NOTE: carbon monoxide is the bad stuff, carbon dioxide is what we exhale.

Checking The Heat Exchanger

The heat exchanger must be inspected regularly. This is done visually and with an infrared video inspection system. A breach can be detected when light can be seen through a crack or hole. Simply testing whether or not carbon monoxide is present will not tell you whether or not the exchanger is leaking, as the furnace produces carbon monoxide when it runs normally. If a technician checks your furnace and happens upon a leak, your furnace will be “red tagged” and shut down until the exchanger is replaced, regardless of the outside temperature. Therefore, you want to be careful about your timing to ask for professional advice. Since the technician is bound by law to shut down your furnace, there is no debating about the matter. So, before you call a technician in the dead of winter, take the time to look yourself. Sadly, there are those companies looking for a quick (and often dishonest) buck. So if you are told your exchanger is not working, it is always a good idea to get a second, and sometimes third, opinion.

Because each test in and of itself is not a sure thing, it is best to perform at least two, and preferably more, of the tests listed. These you can perform yourself:

Visual Test: This is a tricky test, as you might not be able to see the entire exchanger. The evaporator coil might keep you from seeing a portion of it, or other obstructions. If you choose to visually inspect, be sure to have a really bright, preferably flexible flashlight and mirrors that mechanics or dentists use so you can see the opposite side.

Discoloration: If you see a change in color along the exchanger, take a really good look at it. This may be a symptom of either that either soot or heat has regularly escaped, causing the discoloration.

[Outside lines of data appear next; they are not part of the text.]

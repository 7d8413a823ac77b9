//! Streaming events from the injected LLM adapter (§4.1 step 3).
//!
//! `SendApiRequest` is the out-of-scope external collaborator named in §1;
//! this module defines only the event shape the hub forwards verbatim to
//! `onAgentEvent` subscribers while a turn's LLM call is in flight.

use serde::{Deserialize, Serialize};
use std::pin::Pin;

pub type BoxStream<'a, T> = Pin<Box<dyn futures_core::Stream<Item = T> + Send + 'a>>;

/// Events emitted while streaming one LLM request. Forwarded verbatim to
/// `onAgentEvent` subscribers per §4.1 step 3.
#[derive(Debug, Clone, Serialize)]
#[serde(tag = "type")]
pub enum StreamEvent {
    #[serde(rename = "text_delta")]
    TextDelta { text: String },

    #[serde(rename = "tool_use_start")]
    ToolUseStart { call_id: String, tool_name: String },

    #[serde(rename = "tool_use_delta")]
    ToolUseDelta { call_id: String, partial_json: String },

    #[serde(rename = "tool_use_stop")]
    ToolUseStop {
        call_id: String,
        tool_name: String,
        input: serde_json::Value,
    },

    #[serde(rename = "usage")]
    Usage { usage: Usage },

    #[serde(rename = "done")]
    Done {
        stop_reason: StopReason,
    },

    #[serde(rename = "error")]
    Error { message: String },
}

/// Monotonic usage delta reported during/after a stream.
#[derive(Debug, Clone, Copy, Default, Serialize, Deserialize)]
pub struct Usage {
    pub input_tokens: u32,
    pub output_tokens: u32,
    pub total_tokens: u32,
    #[serde(default)]
    pub cost_usd: f64,
}

/// Why the model stopped generating (§4.1 step 4).
#[derive(Debug, Clone, Copy, PartialEq, Eq, Serialize, Deserialize)]
#[serde(rename_all = "snake_case")]
pub enum StopReason {
    EndTurn,
    ToolUse,
    MaxTokens,
    StopSequence,
}
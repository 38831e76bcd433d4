//! HLS media playlist handling and byte-accurate segment range extraction.
//!
//! A media playlist is an ordered list of small segments, each with a
//! duration; the cumulative durations define a running timeline. To pull a
//! [start, end) window out of a rendition, walk that timeline, keep the
//! contiguous run of segments whose windows intersect the requested range,
//! fetch each one, and concatenate the raw bytes.

use tracing::info;
use url::Url;

use crate::error::{Error, Result};
use crate::timecode::parse_mmss;

/// One media segment entry from a playlist
#[derive(Debug, Clone, PartialEq)]
pub struct MediaSegment {
    /// Relative or absolute URI as written in the playlist
    pub uri: String,
    /// Segment duration in seconds
    pub duration: f64,
}

/// A parsed HLS media playlist
#[derive(Debug, Clone, PartialEq)]
pub struct MediaPlaylist {
    pub segments: Vec<MediaSegment>,
}

impl MediaPlaylist {
    /// Parse media playlist text (#EXTM3U / #EXTINF / URI lines).
    pub fn parse(contents: &str) -> Result<Self> {
        if !contents.trim_start().starts_with("#EXTM3U") {
            return Err(Error::Playlist("missing #EXTM3U header".to_string()));
        }

        let mut segments = Vec::new();
        let mut pending_duration: Option<f64> = None;

        for line in contents.lines().map(|line| line.trim()) {
            if let Some(value) = line.strip_prefix("#EXTINF:") {
                let duration = value
                    .split(',')
                    .next()
                    .unwrap_or("")
                    .parse()
                    .map_err(|_| Error::Playlist(format!("invalid EXTINF duration: {}", line)))?;
                pending_duration = Some(duration);
            } else if line.starts_with('#') || line.is_empty() {
                continue;
            } else if let Some(duration) = pending_duration.take() {
                segments.push(MediaSegment {
                    uri: line.to_string(),
                    duration,
                });
            }
        }

        if segments.is_empty() {
            return Err(Error::Playlist("playlist has no segments".to_string()));
        }

        Ok(Self { segments })
    }

    /// Select the contiguous run of segments whose cumulative-duration
    /// window intersects [start, end). `end = None` means through the end
    /// of the rendition.
    pub fn select_range(&self, start: f64, end: Option<f64>) -> Vec<&MediaSegment> {
        let mut selected = Vec::new();
        let mut elapsed = 0.0;

        for segment in &self.segments {
            let segment_end = elapsed + segment.duration;
            let overlaps_start = segment_end > start;
            let overlaps_end = end.map_or(true, |end| elapsed < end);

            if overlaps_start && overlaps_end {
                selected.push(segment);
            }

            elapsed = segment_end;
        }

        selected
    }
}

/// Fetch the playlist at `playlist_url` and download the raw bytes of the
/// segments covering [start, end), given as "MM:SS" text. Returns the
/// concatenated segment payloads.
pub async fn download_segment_range(
    client: &reqwest::Client,
    playlist_url: &str,
    start_mmss: &str,
    end_mmss: &str,
) -> Result<Vec<u8>> {
    let start = parse_mmss(start_mmss)? as f64;
    let end = parse_mmss(end_mmss)? as f64;

    let response = client.get(playlist_url).send().await?;
    if !response.status().is_success() {
        let status = response.status().as_u16();
        let message = response.text().await.unwrap_or_else(|_| "<no body>".to_string());
        return Err(Error::Dependency { status, message });
    }

    let playlist_text = response.text().await?;
    let playlist = MediaPlaylist::parse(&playlist_text)?;

    let base = Url::parse(playlist_url)
        .map_err(|e| Error::Playlist(format!("invalid playlist URL {}: {}", playlist_url, e)))?;

    let selected = playlist.select_range(start, Some(end));
    info!(
        "🧩 Selected {} of {} segments for [{}..{})",
        selected.len(),
        playlist.segments.len(),
        start_mmss,
        end_mmss
    );

    let mut buffer = Vec::new();
    for segment in selected {
        let segment_url = base
            .join(&segment.uri)
            .map_err(|e| Error::Playlist(format!("invalid segment URI {}: {}", segment.uri, e)))?;

        let bytes = client
            .get(segment_url.clone())
            .send()
            .await
            .and_then(|r| r.error_for_status())
            .map_err(|source| Error::Download {
                url: segment_url.to_string(),
                source,
            })?
            .bytes()
            .await
            .map_err(|source| Error::Download {
                url: segment_url.to_string(),
                source,
            })?;

        buffer.extend_from_slice(&bytes);
    }

    Ok(buffer)
}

Water Damage: Should the furnace be exposed to water damage, there is a good chance the exchanger will be damaged as well. Since the hottest air is normally found in the exchanger, a sudden temperature drop from the water entering the exchanger can create a crack.

Flame Test: When the blower on the furnace is running, does the flame dance erratically or change color? This is a sign the heat exchanger is leaking.

Flue Test: If a technician were to tell you that your exchanger is leaking solely on a flue gas testing, get another opinion. The test measures a change in the flue gas between when the furnace is or is not heating. There are many reasons the gases can be different. On the flipside, there could actually be a leak in the heat exchanger that the test does not even catch. It is best not to rely on this test.

Scent Test: Since the carbon monoxide is odorless, you cannot count on its smell to be detected throughout your house. However, you can add a few drops peppermint, or some other strong scent not already present, and check to see if any rooms smell of it. If so, don’t hesitate to shut down the furnace immediately and replace the exchanger. If this would be an impossible task financially, then at least invest in carbon monoxide detectors in every room of the house. In all seriousness, someone could die and you really don’t want to expose a family member just to stave off a repair until is it convenient.

Water Test: There are some folks who stand by notion that the exchanger can be dismantled and filled with water. If it leaks water, then it leaks carbon monoxide. However, it is best to avoid this particular test. There is no guarantee that the exchanger will work after the test!

Conclusion

A cracked heat exchanger does not necessarily mean that everyone in the household is definitely going to die in the next few minutes. But it does mean you are on your way to a serious problem, even if you can get away with it short term. In the short term, get at least one carbon monoxide detector per room. Put the detectors at least five feet off the ground, as carbon monoxide is lighter than the normal air mixture. Then, begin immediately to build the piggy bank of saved money for the next heat exchanger and buy it soon.